Collected data:
____________

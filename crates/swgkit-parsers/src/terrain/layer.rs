// swgkit-parsers/src/terrain/layer.rs
//! Terrain layers and their nested items
//!
//! ```text
//! FORM LAYR
//! └── FORM 0003
//!     ├── FORM IHDR / FORM 0001 / DATA    enabled, description
//!     ├── ADTA                            inversion flags, expanded, notes
//!     ├── FORM B***  boundaries
//!     ├── FORM F***  filters
//!     ├── FORM A***  affectors
//!     └── FORM LAYR  child layers
//! ```

use serde::Serialize;

use super::affector::Affector;
use super::boundary::Boundary;
use super::item::{read_exact, ItemHeader, OpaqueItem, IHDR};
use crate::binary::ByteWriter;
use crate::iff::{self, Node, Tag};

pub(crate) const LAYR: Tag = Tag::new(b"LAYR");
const LAYR_VERSION: Tag = Tag::new(b"0003");
const ADTA: Tag = Tag::new(b"ADTA");

/// A filter restricting where a layer applies; kept as raw bytes
pub type Filter = OpaqueItem;

/// Editor-facing settings stored in a layer's `ADTA` leaf
#[derive(Debug, Clone, PartialEq, Eq, Default, Serialize)]
pub struct LayerAttributes {
    pub invert_boundaries: bool,
    pub invert_filters: bool,
    pub expanded: bool,
    pub notes: String,
}

#[derive(Debug, Clone, PartialEq, Serialize)]
pub struct Layer {
    pub version: Tag,
    pub header: Option<ItemHeader>,
    pub attributes: Option<LayerAttributes>,
    pub boundaries: Vec<Boundary>,
    pub filters: Vec<Filter>,
    pub affectors: Vec<Affector>,
    /// Serialized chunks that are neither items nor a readable header,
    /// written after the affectors
    pub extra: Vec<u8>,
    pub children: Vec<Layer>,
}

impl Layer {
    pub fn new(description: impl Into<String>) -> Self {
        Self {
            version: LAYR_VERSION,
            header: Some(ItemHeader::new(description)),
            attributes: Some(LayerAttributes::default()),
            boundaries: Vec::new(),
            filters: Vec::new(),
            affectors: Vec::new(),
            extra: Vec::new(),
            children: Vec::new(),
        }
    }

    pub fn description(&self) -> &str {
        self.header.as_ref().map_or("", |h| h.name.as_str())
    }

    /// Layers without a header are treated as enabled
    pub fn enabled(&self) -> bool {
        self.header.as_ref().map_or(true, |h| h.enabled)
    }

    pub fn notes(&self) -> &str {
        self.attributes.as_ref().map_or("", |a| a.notes.as_str())
    }

    /// Depth-first visit of this layer and all descendants
    pub fn walk<'a>(&'a self, visit: &mut impl FnMut(&'a Layer, usize)) {
        fn inner<'a>(layer: &'a Layer, depth: usize, visit: &mut impl FnMut(&'a Layer, usize)) {
            visit(layer, depth);
            for child in &layer.children {
                inner(child, depth + 1, visit);
            }
        }
        inner(self, 0, visit);
    }

    /// Number of layers in this subtree, this one included
    pub fn count(&self) -> usize {
        1 + self.children.iter().map(Layer::count).sum::<usize>()
    }
}

/// Decode a layer. Header and attributes are only set when present and
/// readable; every other unrecognized chunk lands in `extra`.
pub(crate) fn decode_layer(node: &Node, depth: usize) -> Layer {
    let mut layer = Layer {
        header: None,
        attributes: None,
        ..Layer::new("")
    };

    let Some((version, body)) = node.version_form() else {
        tracing::warn!(depth, "Layer without version form, keeping children as raw bytes");
        layer.extra = iff::serialize_sequence(node.children());
        return layer;
    };
    if version != LAYR_VERSION {
        tracing::warn!(depth, %version, "Unexpected layer version");
    }
    layer.version = version;

    let mut extra = Vec::new();
    for child in body {
        match child {
            Node::Container { type_name, .. } if *type_name == IHDR && layer.header.is_none() => {
                match ItemHeader::decode(child) {
                    Some(header) => layer.header = Some(header),
                    None => {
                        tracing::warn!(depth, "Malformed layer header, keeping raw bytes");
                        extra.push(child);
                    }
                }
            }
            Node::Leaf { tag, data } if *tag == ADTA && layer.attributes.is_none() => match decode_attributes(data) {
                Some(attributes) => layer.attributes = Some(attributes),
                None => {
                    tracing::warn!(depth, "Malformed layer attributes, keeping raw bytes");
                    extra.push(child);
                }
            },
            Node::Container { type_name, .. } if *type_name == LAYR => {
                layer.children.push(decode_layer(child, depth + 1));
            }
            Node::Container { type_name, .. } => match type_name.first_char() {
                'B' => layer.boundaries.push(Boundary::decode(child)),
                'F' => layer.filters.push(OpaqueItem::from_node(child)),
                'A' => layer.affectors.push(Affector::decode(child)),
                _ => {
                    tracing::warn!(depth, kind = %type_name, "Keeping unknown layer item as raw bytes");
                    extra.push(child);
                }
            },
            Node::Leaf { tag, .. } => {
                tracing::warn!(depth, %tag, "Keeping unknown layer chunk as raw bytes");
                extra.push(child);
            }
        }
    }
    layer.extra = extra.into_iter().flat_map(iff::serialize).collect();

    layer
}

fn decode_attributes(data: &[u8]) -> Option<LayerAttributes> {
    read_exact(data, |r| {
        Ok(LayerAttributes {
            invert_boundaries: r.i32_le()? != 0,
            invert_filters: r.i32_le()? != 0,
            expanded: r.i32_le()? != 0,
            notes: r.cstring()?,
        })
    })
}

fn encode_attributes(attributes: &LayerAttributes) -> Node {
    let mut w = ByteWriter::with_capacity(13 + attributes.notes.len());
    w.put_i32_le(i32::from(attributes.invert_boundaries));
    w.put_i32_le(i32::from(attributes.invert_filters));
    w.put_i32_le(i32::from(attributes.expanded));
    w.put_cstring(&attributes.notes);
    Node::leaf(ADTA, w.into_inner())
}

/// Encode a layer; children are written header and attributes first, then
/// boundaries, filters, affectors, retained chunks and child layers
pub(crate) fn encode_layer(layer: &Layer) -> Node {
    let mut children = Vec::with_capacity(
        2 + layer.boundaries.len() + layer.filters.len() + layer.affectors.len() + layer.children.len(),
    );
    children.extend(layer.header.as_ref().map(ItemHeader::to_node));
    children.extend(layer.attributes.as_ref().map(encode_attributes));
    children.extend(layer.boundaries.iter().map(Boundary::to_node));
    children.extend(layer.filters.iter().map(OpaqueItem::to_node));
    children.extend(layer.affectors.iter().map(Affector::to_node));
    children.extend(iff::parse_sequence(&layer.extra));
    children.extend(layer.children.iter().map(encode_layer));

    Node::form(LAYR, vec![Node::form(layer.version, children)])
}

#[cfg(test)]
mod tests {
    use super::*;
    use crate::terrain::affector::HeightConstant;
    use crate::terrain::item::build_item;

    fn nested() -> Layer {
        let mut root = Layer::new("root");
        if let Some(attributes) = root.attributes.as_mut() {
            attributes.notes = "outer".into();
        }
        root.affectors.push(Affector::HeightConstant(HeightConstant {
            header: Some(ItemHeader::new("flatten")),
            operation: 0,
            height: 4.0,
        }));
        root.filters.push(OpaqueItem::from_node(&build_item(
            Tag::new(b"FHGT"),
            Tag::new(b"0002"),
            Some(&ItemHeader::new("height")),
            vec![0; 12],
        )));

        let mut child = Layer::new("child");
        child.children.push(Layer::new("grandchild"));
        root.children.push(child);
        root
    }

    #[test]
    fn test_nested_round_trip() {
        let node = encode_layer(&nested());
        let decoded = decode_layer(&node, 0);
        assert_eq!(decoded, nested());
        assert_eq!(encode_layer(&decoded), node);
    }

    #[test]
    fn test_walk_and_count() {
        let layer = nested();
        let mut seen = Vec::new();
        layer.walk(&mut |l, depth| seen.push((l.description().to_string(), depth)));
        assert_eq!(
            seen,
            vec![("root".to_string(), 0), ("child".to_string(), 1), ("grandchild".to_string(), 2)]
        );
        assert_eq!(layer.count(), 3);
    }

    #[test]
    fn test_bare_layer_gains_nothing() {
        let node = Node::form(LAYR, vec![Node::form(LAYR_VERSION, vec![])]);
        let decoded = decode_layer(&node, 0);
        assert!(decoded.header.is_none());
        assert!(decoded.attributes.is_none());
        assert_eq!(decoded.description(), "");
        assert_eq!(encode_layer(&decoded), node);
    }

    #[test]
    fn test_unknown_chunks_written_back() {
        let node = Node::form(
            LAYR,
            vec![Node::form(
                LAYR_VERSION,
                vec![
                    ItemHeader::new("kept").to_node(),
                    Node::leaf(ADTA, vec![1, 0]),
                    Node::leaf(Tag::new(b"XTRA"), vec![7, 7]),
                    Node::form(Tag::new(b"QQQQ"), vec![]),
                    Node::form(LAYR, vec![Node::form(LAYR_VERSION, vec![])]),
                ],
            )],
        );
        let decoded = decode_layer(&node, 0);
        assert_eq!(decoded.description(), "kept");
        assert!(decoded.attributes.is_none());
        assert_eq!(iff::parse_sequence(&decoded.extra).len(), 3);
        assert_eq!(decoded.children.len(), 1);
        assert_eq!(encode_layer(&decoded), node);
    }
}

____________

• YOUR OBJECTIVE: What is the number of lines in the entries above that contain the string "bytes"? Reply with the number and nothing more.

• SOLUTION TO THIS EXERCISE: 6